Start of RECORD EXCERPTS
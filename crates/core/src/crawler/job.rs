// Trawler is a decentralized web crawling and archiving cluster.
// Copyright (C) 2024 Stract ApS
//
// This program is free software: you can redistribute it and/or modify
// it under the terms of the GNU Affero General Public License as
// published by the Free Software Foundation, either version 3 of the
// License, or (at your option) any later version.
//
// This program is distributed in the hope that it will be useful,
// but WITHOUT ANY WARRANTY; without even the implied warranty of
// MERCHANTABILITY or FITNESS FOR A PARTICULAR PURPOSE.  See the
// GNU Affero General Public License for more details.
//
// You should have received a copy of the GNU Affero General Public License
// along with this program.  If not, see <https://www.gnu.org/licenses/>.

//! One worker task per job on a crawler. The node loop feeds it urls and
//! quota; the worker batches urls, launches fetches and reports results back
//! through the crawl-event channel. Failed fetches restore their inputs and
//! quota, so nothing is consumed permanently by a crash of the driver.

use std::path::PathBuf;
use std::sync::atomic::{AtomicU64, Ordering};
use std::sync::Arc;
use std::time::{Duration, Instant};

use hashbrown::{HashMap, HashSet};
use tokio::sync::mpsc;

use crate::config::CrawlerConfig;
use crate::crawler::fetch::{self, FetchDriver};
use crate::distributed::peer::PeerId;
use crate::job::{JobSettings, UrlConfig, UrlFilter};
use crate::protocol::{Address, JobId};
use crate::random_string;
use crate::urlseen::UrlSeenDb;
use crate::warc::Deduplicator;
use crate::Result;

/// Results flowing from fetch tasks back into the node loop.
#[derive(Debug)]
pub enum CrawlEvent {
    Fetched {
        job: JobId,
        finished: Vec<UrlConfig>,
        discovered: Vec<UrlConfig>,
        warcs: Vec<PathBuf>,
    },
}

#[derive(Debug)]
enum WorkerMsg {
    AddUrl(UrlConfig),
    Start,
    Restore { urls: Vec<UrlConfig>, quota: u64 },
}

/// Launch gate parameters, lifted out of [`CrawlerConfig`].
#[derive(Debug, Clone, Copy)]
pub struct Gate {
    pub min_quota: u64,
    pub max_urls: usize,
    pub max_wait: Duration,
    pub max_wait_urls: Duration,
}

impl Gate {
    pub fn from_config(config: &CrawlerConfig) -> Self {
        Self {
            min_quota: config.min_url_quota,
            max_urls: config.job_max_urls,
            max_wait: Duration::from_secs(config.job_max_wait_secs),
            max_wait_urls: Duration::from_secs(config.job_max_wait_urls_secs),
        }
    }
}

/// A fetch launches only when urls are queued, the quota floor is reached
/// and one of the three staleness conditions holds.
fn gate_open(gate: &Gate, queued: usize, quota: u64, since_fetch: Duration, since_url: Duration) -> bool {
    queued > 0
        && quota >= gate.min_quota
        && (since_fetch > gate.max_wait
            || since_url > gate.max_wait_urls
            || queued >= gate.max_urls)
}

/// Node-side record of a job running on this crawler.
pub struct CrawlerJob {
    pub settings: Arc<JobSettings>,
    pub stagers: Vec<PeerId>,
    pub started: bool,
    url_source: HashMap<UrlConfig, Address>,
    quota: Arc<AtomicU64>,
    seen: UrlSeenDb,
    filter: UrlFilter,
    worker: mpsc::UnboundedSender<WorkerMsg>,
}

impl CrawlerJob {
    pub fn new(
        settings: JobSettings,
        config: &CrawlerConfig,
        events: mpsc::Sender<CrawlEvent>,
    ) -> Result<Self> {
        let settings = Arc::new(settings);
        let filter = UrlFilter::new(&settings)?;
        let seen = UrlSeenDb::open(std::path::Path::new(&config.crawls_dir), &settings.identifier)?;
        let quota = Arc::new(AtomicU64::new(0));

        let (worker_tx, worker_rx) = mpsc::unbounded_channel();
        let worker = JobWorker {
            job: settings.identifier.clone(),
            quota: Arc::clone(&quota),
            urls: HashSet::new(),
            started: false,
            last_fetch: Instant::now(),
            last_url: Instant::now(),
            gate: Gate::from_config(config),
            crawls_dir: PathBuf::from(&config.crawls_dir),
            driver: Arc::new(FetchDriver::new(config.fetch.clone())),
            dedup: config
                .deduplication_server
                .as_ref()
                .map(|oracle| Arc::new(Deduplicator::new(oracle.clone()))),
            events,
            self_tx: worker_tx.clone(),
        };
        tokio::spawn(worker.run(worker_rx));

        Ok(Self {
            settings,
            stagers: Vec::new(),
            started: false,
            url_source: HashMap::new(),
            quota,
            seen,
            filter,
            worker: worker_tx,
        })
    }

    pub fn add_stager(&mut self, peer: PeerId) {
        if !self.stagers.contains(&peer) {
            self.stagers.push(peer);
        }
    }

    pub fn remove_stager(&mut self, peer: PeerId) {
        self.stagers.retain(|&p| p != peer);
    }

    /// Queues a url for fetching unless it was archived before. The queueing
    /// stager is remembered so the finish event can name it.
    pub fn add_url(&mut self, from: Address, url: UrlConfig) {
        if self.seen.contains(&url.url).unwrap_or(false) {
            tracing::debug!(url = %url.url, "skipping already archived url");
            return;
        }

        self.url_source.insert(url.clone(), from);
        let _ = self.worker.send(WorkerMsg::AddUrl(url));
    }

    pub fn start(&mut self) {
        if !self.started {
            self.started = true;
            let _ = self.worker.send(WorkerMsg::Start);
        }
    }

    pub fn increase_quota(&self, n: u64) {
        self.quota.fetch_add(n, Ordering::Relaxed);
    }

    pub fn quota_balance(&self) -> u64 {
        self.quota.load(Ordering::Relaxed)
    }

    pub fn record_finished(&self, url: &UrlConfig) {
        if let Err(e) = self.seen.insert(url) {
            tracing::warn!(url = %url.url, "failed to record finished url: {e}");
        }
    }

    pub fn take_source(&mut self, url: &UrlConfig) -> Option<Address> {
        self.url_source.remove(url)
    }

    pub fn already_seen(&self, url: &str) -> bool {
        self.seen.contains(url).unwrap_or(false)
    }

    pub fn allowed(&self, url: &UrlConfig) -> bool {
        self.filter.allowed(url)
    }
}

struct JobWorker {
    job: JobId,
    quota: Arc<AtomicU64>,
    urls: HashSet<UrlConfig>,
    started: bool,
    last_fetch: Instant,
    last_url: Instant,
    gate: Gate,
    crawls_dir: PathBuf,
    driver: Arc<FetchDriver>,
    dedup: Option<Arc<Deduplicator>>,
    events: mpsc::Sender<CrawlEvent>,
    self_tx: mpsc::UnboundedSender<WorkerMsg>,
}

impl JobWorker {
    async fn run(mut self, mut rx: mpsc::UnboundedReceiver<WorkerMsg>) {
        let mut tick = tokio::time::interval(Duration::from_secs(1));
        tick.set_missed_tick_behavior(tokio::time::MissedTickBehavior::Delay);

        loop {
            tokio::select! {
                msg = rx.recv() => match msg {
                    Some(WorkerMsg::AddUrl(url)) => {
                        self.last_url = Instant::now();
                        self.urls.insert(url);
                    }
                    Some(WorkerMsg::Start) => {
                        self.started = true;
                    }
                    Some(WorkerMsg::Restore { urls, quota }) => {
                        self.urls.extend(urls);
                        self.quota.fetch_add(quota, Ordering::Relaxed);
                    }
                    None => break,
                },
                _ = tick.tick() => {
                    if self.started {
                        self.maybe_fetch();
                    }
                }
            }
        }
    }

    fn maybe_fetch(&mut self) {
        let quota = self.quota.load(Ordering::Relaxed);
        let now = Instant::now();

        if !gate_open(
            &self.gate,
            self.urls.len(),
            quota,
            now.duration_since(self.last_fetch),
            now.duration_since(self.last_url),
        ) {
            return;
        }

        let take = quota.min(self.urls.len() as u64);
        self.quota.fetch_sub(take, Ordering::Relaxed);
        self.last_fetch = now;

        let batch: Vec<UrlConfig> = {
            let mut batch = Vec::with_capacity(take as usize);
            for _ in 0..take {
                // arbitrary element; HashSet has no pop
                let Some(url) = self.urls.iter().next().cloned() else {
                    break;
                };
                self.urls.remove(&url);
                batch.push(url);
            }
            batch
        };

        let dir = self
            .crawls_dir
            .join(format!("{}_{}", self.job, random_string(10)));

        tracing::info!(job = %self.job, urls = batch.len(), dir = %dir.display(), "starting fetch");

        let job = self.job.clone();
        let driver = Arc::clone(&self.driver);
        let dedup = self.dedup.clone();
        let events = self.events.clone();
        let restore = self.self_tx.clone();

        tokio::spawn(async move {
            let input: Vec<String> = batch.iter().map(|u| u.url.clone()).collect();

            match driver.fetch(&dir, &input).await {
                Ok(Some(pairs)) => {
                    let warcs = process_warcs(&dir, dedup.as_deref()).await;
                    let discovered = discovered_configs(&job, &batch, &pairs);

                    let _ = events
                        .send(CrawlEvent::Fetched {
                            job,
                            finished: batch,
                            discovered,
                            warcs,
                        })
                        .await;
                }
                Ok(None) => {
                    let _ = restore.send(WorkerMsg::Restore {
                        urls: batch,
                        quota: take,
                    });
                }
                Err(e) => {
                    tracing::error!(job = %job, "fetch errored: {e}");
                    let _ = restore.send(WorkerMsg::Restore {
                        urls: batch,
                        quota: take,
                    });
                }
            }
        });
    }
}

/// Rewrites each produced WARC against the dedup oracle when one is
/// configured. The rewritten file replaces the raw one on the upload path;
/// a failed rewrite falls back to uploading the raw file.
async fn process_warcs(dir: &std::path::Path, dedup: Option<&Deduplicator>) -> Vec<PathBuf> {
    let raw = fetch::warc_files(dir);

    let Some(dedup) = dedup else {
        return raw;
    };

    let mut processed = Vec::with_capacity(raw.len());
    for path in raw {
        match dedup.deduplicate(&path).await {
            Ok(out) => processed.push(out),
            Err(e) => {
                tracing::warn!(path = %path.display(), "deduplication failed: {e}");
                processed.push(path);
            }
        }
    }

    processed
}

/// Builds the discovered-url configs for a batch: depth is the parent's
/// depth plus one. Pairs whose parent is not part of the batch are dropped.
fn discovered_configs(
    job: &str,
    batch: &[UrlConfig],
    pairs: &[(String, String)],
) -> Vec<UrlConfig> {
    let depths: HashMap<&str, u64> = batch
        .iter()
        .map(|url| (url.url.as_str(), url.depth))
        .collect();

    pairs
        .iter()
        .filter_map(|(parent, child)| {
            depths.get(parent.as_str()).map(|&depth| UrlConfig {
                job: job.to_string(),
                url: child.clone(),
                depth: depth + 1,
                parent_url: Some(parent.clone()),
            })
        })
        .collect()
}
End of RECORD EXCERPTS
| YOUR ASSIGNMENT |
Identify each line in the entries with the word "mpsc" and copy it.

| RESPONSE BELOW |
use tokio::sync::mpsc;
    worker: mpsc::UnboundedSender<WorkerMsg>,
        events: mpsc::Sender<CrawlEvent>,
        let (worker_tx, worker_rx) = mpsc::unbounded_channel();
    events: mpsc::Sender<CrawlEvent>,
    self_tx: mpsc::UnboundedSender<WorkerMsg>,
    async fn run(mut self, mut rx: mpsc::UnboundedReceiver<WorkerMsg>) {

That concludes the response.